Where a line in the listing contains the string "GEDCOM", copy that line out.

Dataset records: Begin

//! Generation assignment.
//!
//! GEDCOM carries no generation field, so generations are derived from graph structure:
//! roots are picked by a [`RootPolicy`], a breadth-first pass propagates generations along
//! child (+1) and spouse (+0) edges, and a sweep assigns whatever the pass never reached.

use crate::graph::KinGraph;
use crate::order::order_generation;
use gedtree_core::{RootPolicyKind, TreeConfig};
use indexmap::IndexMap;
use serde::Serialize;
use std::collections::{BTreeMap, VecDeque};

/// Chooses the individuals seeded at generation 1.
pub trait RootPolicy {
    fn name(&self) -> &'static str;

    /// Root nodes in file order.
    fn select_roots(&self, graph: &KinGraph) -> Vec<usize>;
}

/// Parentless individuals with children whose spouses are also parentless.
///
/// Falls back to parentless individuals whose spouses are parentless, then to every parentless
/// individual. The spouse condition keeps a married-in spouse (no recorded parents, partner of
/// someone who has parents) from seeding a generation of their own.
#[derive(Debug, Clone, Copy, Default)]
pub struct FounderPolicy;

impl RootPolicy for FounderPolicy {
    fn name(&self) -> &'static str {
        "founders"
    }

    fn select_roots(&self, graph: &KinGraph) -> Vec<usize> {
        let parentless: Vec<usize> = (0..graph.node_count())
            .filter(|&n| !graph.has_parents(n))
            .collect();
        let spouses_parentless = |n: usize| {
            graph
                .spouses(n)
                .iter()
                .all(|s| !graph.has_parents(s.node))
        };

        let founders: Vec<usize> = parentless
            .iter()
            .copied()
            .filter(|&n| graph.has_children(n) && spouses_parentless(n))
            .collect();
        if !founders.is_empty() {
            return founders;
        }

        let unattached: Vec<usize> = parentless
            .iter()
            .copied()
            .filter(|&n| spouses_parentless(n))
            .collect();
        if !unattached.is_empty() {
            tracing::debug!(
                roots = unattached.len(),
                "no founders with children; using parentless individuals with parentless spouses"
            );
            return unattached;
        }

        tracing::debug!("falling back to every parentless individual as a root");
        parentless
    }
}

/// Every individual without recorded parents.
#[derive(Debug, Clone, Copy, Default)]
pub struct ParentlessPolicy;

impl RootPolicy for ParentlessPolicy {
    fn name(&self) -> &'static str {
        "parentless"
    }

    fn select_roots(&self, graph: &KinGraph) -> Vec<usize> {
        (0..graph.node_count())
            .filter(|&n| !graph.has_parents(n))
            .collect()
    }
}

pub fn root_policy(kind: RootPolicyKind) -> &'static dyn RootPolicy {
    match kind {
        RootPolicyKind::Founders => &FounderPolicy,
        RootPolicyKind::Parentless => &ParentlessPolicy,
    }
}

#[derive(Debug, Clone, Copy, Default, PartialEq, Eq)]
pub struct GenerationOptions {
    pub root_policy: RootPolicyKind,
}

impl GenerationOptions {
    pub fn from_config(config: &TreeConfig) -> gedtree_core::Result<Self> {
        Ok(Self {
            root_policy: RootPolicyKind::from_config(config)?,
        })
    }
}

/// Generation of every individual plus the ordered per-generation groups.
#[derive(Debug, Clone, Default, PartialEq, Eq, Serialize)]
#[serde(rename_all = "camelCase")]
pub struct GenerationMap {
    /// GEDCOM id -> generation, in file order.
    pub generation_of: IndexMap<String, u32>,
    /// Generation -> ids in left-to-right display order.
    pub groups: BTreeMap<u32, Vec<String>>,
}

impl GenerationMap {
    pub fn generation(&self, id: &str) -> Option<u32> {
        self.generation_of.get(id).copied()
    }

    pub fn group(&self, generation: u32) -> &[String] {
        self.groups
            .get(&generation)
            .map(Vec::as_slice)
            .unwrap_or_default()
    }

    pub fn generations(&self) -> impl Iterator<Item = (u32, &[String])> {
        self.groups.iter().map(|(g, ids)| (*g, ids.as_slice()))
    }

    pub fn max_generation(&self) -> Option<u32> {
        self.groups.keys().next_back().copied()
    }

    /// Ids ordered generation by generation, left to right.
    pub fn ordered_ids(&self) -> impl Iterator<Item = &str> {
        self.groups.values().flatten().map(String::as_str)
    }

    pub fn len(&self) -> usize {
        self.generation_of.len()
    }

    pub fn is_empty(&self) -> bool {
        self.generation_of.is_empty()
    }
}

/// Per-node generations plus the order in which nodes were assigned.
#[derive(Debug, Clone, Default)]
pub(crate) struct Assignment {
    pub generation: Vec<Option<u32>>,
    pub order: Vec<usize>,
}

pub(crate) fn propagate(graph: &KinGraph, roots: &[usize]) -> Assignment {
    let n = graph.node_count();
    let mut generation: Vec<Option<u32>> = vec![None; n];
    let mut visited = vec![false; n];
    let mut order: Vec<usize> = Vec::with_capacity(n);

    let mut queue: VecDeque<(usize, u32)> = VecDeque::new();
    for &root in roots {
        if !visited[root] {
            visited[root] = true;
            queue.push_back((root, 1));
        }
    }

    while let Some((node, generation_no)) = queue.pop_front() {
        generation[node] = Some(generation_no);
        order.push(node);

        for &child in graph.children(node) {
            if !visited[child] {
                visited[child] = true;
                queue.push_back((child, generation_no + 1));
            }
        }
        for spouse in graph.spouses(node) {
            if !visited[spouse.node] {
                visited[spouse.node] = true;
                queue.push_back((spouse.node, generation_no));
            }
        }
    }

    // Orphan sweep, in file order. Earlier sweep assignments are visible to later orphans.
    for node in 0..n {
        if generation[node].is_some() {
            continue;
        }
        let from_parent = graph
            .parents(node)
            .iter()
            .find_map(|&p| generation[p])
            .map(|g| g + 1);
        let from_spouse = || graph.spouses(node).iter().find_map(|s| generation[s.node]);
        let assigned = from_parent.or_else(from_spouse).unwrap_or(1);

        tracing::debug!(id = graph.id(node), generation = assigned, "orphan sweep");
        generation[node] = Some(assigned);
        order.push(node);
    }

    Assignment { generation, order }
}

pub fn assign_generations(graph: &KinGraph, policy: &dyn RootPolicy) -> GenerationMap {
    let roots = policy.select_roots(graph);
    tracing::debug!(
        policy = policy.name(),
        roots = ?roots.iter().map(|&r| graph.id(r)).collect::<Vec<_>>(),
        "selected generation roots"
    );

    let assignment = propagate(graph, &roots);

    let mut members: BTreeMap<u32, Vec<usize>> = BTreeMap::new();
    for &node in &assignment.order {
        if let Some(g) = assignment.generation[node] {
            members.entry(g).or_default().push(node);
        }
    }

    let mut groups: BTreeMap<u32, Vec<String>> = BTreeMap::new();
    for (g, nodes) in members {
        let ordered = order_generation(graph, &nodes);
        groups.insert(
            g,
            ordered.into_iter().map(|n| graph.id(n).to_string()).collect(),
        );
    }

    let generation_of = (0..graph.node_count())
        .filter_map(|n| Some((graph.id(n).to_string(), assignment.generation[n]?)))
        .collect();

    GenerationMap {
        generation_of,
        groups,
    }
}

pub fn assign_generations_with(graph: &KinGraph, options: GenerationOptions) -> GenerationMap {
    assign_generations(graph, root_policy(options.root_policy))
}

Dataset records: End

* [Response box]
//! GEDCOM carries no generation field, so generations are derived from graph structure:
    /// GEDCOM id -> generation, in file order.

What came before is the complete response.